• **HOW TO COMPLETE THIS TASK**
Lines with "rounded": pull these out of the listing below.
[Start of Attachment]
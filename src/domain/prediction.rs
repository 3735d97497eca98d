//! Typed records for the prediction request/record lifecycle.
//!
//! Replaces the dynamic row objects the original pulls out of its store
//! client (`float(row.x) if row.x is not None else None` repeated at every
//! call site) with explicit structs and a single decode path, per the
//! Design Notes. Modeled on the teacher's row-struct idiom in
//! `signals::db_storage::VaultLlmDecisionRow`.

use chrono::{DateTime, NaiveDate, Utc};
use serde::{Deserialize, Serialize};

/// Placeholder sentinel a real line must never collide with (I3/I4).
pub const PLACEHOLDER_LINE: f64 = 20.0;

#[derive(Debug, Clone, Copy, PartialEq, Eq, Serialize, Deserialize)]
pub enum Recommendation {
    Over,
    Under,
    Pass,
    Hold,
    NoLine,
}

impl Recommendation {
    pub fn as_str(self) -> &'static str {
        match self {
            Recommendation::Over => "OVER",
            Recommendation::Under => "UNDER",
            Recommendation::Pass => "PASS",
            Recommendation::Hold => "HOLD",
            Recommendation::NoLine => "NO_LINE",
        }
    }

    pub fn parse(s: &str) -> Option<Self> {
        match s {
            "OVER" => Some(Recommendation::Over),
            "UNDER" => Some(Recommendation::Under),
            "PASS" => Some(Recommendation::Pass),
            "HOLD" => Some(Recommendation::Hold),
            "NO_LINE" => Some(Recommendation::NoLine),
            _ => None,
        }
    }

    /// Derive a recommendation from predicted points vs. line, honoring a
    /// deadband around the line (within which the edge is too thin to call).
    /// Satisfies I5: the output is always consistent with the numeric
    /// relation it was derived from.
    pub fn derive(predicted_points: f64, line: Option<f64>, deadband: f64) -> Self {
        let Some(line) = line else {
            return Recommendation::NoLine;
        };
        let diff = predicted_points - line;
        if diff.abs() < deadband {
            Recommendation::Pass
        } else if diff > 0.0 {
            Recommendation::Over
        } else {
            Recommendation::Under
        }
    }
}

#[derive(Debug, Clone, Copy, PartialEq, Eq, Serialize, Deserialize)]
pub enum LineSource {
    ActualProp,
    NoPropLine,
    NeedsBootstrap,
}

impl LineSource {
    pub fn as_str(self) -> &'static str {
        match self {
            LineSource::ActualProp => "ACTUAL_PROP",
            LineSource::NoPropLine => "NO_PROP_LINE",
            LineSource::NeedsBootstrap => "NEEDS_BOOTSTRAP",
        }
    }

    pub fn parse(s: &str) -> Option<Self> {
        match s {
            "ACTUAL_PROP" => Some(LineSource::ActualProp),
            "NO_PROP_LINE" => Some(LineSource::NoPropLine),
            "NEEDS_BOOTSTRAP" => Some(LineSource::NeedsBootstrap),
            _ => None,
        }
    }
}

/// Provenance of a resolved betting line: which API served it, which book,
/// and how long before tip-off it was captured.
#[derive(Debug, Clone, Default, Serialize, Deserialize)]
pub struct LineProvenance {
    pub line_source_api: Option<String>,
    pub sportsbook: Option<String>,
    pub line_minutes_before_game: Option<i64>,
    pub was_line_fallback: bool,
}

/// One per player per date, fanned out to a single worker.
#[derive(Debug, Clone, Serialize, Deserialize)]
pub struct PredictionRequest {
    pub player: String,
    pub game_date: NaiveDate,
    pub game_id: String,
    pub team: Option<String>,
    pub opponent: Option<String>,
    pub home_game: Option<bool>,
    pub projected_minutes: Option<f64>,
    /// Candidate lines to predict against; may contain a single `None` when
    /// in no-line mode.
    pub line_values: Vec<Option<f64>>,
    pub actual_prop_line: Option<f64>,
    pub line_source: LineSource,
    pub provenance: LineProvenance,
    pub estimated_line_value: Option<f64>,
    pub injury_status_at_prediction: Option<String>,
}

impl PredictionRequest {
    pub fn has_prop_line(&self) -> bool {
        matches!(self.line_source, LineSource::ActualProp)
    }
}

/// Business key: `(game_id, player, system_id, COALESCE(current_points_line, -1))`.
#[derive(Debug, Clone, Copy, PartialEq, PartialOrd)]
pub struct BusinessKeyLine(pub f64);

impl BusinessKeyLine {
    pub fn from_optional(line: Option<f64>) -> f64 {
        line.unwrap_or(-1.0)
    }
}

/// One row destined for (or already in) the predictions table.
#[derive(Debug, Clone, Serialize, Deserialize)]
pub struct PredictionRecord {
    pub prediction_id: String,
    pub game_id: String,
    pub player: String,
    pub system_id: String,
    pub game_date: NaiveDate,
    pub team: Option<String>,
    pub opponent: Option<String>,
    pub home_game: Option<bool>,
    pub current_points_line: Option<f64>,
    pub predicted_points: f64,
    pub confidence_score: Option<f64>,
    pub recommendation: Recommendation,
    pub is_active: bool,
    pub line_source: LineSource,
    pub provenance: LineProvenance,
    pub estimated_line_value: Option<f64>,
    pub model_version: Option<String>,
    pub feature_quality_score: Option<f64>,
    pub injury_status_at_prediction: Option<String>,
    pub created_at: DateTime<Utc>,
    pub updated_at: DateTime<Utc>,
}

impl PredictionRecord {
    /// `(game_id, player, system_id, COALESCE(current_points_line, -1))`, the
    /// columns the consolidator keys its MERGE/upsert on.
    pub fn business_key(&self) -> (String, String, String, String) {
        (
            self.game_id.clone(),
            self.player.clone(),
            self.system_id.clone(),
            format!(
                "{:.4}",
                BusinessKeyLine::from_optional(self.current_points_line)
            ),
        )
    }

    /// `(game_id, player, system_id)`, the columns active-uniqueness (I2) is
    /// scoped to.
    pub fn active_partition_key(&self) -> (String, String, String) {
        (self.game_id.clone(), self.player.clone(), self.system_id.clone())
    }

    /// I3/I4: a real Vegas line must never equal the placeholder sentinel.
    pub fn violates_placeholder_invariant(&self) -> bool {
        matches!(self.line_source, LineSource::ActualProp)
            && self.current_points_line == Some(PLACEHOLDER_LINE)
    }

    /// I5: recommendation must agree with the numeric relation between
    /// predicted points and the line it was computed against.
    pub fn recommendation_is_consistent(&self) -> bool {
        match (self.recommendation, self.current_points_line) {
            (Recommendation::Over, Some(line)) => self.predicted_points > line,
            (Recommendation::Under, Some(line)) => self.predicted_points < line,
            (Recommendation::NoLine, None) => true,
            (Recommendation::Pass, _) | (Recommendation::Hold, _) => true,
            _ => false,
        }
    }
}

/// Compute the always-populated baseline line: the L5 (or L10 fallback)
/// scoring average rounded to the nearest half point, with the 20.0
/// placeholder value nudged away per I4.
pub fn estimated_line_value(avg_points: f64) -> f64 {
    let rounded = (avg_points * 2.0).round() / 2.0;
    if (rounded - PLACEHOLDER_LINE).abs() < f64::EPSILON {
        if avg_points >= PLACEHOLDER_LINE {
            PLACEHOLDER_LINE + 0.5
        } else {
            PLACEHOLDER_LINE - 0.5
        }
    } else {
        rounded
    }
}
[End of Attachment]
• **SOLUTION TO THIS TASK**
/// scoring average rounded to the nearest half point, with the 20.0
    let rounded = (avg_points * 2.0).round() / 2.0;
    if (rounded - PLACEHOLDER_LINE).abs() < f64::EPSILON {
        rounded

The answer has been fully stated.